**WHAT YOU SHOULD DO**:
From the entries below, tally the lines with "when" in them and reply with that figure only.

**INPUT RECORDS**:
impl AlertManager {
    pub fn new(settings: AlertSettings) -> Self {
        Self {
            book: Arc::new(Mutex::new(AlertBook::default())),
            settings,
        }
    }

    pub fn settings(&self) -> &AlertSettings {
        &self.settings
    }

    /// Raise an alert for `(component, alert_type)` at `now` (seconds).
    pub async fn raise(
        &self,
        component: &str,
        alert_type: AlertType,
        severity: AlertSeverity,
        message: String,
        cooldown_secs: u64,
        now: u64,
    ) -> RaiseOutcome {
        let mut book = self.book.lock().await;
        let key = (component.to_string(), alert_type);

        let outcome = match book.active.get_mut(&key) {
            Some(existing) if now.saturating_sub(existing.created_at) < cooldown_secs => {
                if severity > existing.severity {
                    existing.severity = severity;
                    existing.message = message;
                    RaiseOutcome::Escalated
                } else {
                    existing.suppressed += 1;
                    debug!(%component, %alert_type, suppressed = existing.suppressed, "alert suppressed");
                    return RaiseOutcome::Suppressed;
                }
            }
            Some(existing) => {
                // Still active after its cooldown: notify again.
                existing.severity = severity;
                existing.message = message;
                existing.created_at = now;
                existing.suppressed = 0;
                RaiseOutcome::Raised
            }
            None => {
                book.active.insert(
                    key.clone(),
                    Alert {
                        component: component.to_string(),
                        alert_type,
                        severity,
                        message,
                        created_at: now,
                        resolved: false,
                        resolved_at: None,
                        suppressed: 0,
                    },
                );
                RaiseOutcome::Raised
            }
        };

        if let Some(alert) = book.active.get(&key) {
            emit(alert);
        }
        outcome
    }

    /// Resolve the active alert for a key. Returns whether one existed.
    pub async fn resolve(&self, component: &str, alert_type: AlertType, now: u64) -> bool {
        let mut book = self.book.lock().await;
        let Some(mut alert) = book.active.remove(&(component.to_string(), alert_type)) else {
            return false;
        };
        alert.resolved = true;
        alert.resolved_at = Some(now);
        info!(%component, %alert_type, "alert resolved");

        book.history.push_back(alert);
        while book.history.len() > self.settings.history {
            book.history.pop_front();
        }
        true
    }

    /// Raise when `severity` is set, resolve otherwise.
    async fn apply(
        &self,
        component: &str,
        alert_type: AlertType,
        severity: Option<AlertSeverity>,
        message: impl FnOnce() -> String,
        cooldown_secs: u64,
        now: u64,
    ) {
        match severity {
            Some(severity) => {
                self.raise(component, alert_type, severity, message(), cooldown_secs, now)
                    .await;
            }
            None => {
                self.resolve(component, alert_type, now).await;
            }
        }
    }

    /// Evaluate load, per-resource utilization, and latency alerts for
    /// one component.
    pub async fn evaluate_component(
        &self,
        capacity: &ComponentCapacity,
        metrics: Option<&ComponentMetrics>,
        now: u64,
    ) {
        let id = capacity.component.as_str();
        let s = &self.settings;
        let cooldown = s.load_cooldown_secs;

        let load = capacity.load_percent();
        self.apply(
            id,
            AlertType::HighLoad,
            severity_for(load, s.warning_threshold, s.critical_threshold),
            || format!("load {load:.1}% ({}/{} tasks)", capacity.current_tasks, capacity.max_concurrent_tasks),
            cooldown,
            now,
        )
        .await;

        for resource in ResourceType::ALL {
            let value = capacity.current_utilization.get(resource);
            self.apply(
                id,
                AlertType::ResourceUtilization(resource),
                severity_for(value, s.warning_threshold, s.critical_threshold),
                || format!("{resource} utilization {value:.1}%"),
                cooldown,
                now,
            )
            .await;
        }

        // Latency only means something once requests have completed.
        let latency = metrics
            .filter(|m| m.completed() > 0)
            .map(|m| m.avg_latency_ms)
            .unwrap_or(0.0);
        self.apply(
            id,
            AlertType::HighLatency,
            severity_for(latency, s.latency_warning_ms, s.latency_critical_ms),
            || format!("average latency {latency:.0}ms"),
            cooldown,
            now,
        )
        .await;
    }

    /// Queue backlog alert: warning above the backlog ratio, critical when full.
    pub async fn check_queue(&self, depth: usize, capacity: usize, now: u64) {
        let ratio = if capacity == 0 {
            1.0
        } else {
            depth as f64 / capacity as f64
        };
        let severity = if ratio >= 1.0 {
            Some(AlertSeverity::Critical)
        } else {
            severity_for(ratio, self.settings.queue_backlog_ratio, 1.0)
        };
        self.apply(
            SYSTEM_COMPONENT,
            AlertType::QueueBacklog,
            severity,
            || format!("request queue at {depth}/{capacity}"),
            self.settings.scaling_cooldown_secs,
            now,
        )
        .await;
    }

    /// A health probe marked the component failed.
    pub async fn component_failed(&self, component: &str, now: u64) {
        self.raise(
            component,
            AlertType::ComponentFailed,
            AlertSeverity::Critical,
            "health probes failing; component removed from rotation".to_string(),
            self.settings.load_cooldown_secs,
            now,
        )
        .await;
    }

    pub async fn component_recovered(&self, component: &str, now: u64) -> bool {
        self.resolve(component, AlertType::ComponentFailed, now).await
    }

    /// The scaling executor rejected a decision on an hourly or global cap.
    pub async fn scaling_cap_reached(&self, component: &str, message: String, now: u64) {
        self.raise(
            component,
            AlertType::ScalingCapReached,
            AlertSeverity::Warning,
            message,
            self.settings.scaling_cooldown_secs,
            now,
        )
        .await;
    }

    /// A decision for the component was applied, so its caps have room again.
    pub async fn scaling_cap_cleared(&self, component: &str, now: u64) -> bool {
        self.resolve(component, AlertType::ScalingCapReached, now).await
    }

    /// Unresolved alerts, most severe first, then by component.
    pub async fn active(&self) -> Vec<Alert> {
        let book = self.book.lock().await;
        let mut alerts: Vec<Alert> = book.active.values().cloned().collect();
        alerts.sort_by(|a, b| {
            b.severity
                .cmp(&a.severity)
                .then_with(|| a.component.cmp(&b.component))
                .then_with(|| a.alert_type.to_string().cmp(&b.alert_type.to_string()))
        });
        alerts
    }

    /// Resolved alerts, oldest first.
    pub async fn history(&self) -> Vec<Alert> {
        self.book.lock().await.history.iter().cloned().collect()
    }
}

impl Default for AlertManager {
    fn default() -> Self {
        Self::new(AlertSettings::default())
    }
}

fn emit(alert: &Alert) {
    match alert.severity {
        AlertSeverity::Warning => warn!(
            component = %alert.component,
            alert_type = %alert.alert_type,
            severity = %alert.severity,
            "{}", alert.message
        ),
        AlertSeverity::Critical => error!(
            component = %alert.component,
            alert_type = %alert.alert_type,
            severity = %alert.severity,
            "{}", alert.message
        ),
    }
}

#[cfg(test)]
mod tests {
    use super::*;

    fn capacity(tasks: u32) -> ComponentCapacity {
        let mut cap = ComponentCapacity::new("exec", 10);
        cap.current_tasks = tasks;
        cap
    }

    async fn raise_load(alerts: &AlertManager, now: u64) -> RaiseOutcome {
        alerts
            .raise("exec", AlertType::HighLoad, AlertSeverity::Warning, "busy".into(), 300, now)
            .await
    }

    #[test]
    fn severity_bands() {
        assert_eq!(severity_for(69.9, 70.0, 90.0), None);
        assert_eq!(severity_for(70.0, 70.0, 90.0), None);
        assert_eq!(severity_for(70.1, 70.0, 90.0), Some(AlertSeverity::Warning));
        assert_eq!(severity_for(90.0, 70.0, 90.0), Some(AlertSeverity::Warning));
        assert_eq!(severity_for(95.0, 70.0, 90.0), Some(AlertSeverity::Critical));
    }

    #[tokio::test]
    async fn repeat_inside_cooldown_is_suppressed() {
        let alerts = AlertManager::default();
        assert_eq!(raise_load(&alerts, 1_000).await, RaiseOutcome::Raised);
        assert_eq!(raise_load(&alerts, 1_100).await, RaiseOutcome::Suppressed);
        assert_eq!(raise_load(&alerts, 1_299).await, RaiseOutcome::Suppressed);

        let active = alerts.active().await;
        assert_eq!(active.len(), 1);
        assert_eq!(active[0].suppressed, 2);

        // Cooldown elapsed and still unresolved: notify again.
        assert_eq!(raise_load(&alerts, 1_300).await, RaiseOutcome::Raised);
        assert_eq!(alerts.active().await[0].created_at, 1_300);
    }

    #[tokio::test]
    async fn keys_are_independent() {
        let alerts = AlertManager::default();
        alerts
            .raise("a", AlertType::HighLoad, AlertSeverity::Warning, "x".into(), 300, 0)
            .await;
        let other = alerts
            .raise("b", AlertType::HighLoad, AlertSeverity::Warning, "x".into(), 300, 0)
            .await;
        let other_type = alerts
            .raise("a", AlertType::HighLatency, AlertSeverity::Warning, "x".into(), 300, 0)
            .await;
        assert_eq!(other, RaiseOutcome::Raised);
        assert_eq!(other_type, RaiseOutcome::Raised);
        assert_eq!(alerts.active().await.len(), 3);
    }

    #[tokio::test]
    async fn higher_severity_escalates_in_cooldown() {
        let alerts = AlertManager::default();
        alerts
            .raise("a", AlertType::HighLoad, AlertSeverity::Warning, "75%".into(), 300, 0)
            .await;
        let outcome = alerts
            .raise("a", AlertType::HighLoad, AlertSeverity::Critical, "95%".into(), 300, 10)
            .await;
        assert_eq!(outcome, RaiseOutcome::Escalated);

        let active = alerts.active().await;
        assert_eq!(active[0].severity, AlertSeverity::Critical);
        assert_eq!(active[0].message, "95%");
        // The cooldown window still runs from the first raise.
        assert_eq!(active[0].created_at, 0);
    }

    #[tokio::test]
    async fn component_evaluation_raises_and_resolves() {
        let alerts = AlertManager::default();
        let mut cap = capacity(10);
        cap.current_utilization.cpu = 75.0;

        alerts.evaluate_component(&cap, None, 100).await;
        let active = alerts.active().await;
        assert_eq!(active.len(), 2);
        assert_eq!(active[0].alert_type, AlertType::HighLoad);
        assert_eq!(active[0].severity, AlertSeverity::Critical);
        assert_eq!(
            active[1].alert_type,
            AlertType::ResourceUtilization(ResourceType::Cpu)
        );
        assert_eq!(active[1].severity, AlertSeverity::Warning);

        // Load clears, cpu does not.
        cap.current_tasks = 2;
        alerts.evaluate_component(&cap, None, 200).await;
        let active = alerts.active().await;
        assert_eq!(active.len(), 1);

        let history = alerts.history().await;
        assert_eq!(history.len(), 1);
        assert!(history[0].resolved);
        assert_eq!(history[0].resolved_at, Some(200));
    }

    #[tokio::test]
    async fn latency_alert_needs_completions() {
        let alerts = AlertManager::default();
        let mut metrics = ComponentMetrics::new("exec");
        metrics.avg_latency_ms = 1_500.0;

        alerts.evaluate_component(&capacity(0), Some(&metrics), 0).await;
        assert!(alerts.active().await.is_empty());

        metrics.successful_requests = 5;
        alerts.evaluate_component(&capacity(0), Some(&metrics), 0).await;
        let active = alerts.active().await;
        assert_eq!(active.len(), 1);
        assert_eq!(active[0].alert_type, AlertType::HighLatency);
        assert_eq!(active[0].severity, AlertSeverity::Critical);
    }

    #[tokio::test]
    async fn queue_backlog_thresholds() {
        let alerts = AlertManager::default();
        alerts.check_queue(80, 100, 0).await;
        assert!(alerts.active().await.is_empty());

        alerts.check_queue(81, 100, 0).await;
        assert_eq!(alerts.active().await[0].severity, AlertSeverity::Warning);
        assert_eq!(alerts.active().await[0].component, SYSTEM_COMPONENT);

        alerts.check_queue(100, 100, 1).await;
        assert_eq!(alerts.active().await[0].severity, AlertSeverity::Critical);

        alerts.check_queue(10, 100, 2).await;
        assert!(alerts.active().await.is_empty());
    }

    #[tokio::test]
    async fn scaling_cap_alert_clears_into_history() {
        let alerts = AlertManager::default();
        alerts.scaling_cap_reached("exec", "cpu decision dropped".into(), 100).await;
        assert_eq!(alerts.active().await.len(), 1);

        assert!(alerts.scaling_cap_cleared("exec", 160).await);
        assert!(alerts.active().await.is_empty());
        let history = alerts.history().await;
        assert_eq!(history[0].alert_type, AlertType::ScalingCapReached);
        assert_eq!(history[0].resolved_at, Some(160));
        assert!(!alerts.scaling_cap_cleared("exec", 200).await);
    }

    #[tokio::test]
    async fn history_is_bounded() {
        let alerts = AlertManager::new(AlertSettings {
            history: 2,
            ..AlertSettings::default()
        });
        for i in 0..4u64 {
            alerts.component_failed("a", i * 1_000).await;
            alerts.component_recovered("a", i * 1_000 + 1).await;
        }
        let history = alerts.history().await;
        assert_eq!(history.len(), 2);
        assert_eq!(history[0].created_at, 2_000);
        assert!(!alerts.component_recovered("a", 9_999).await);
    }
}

**SOLVED EXERCISE**:
2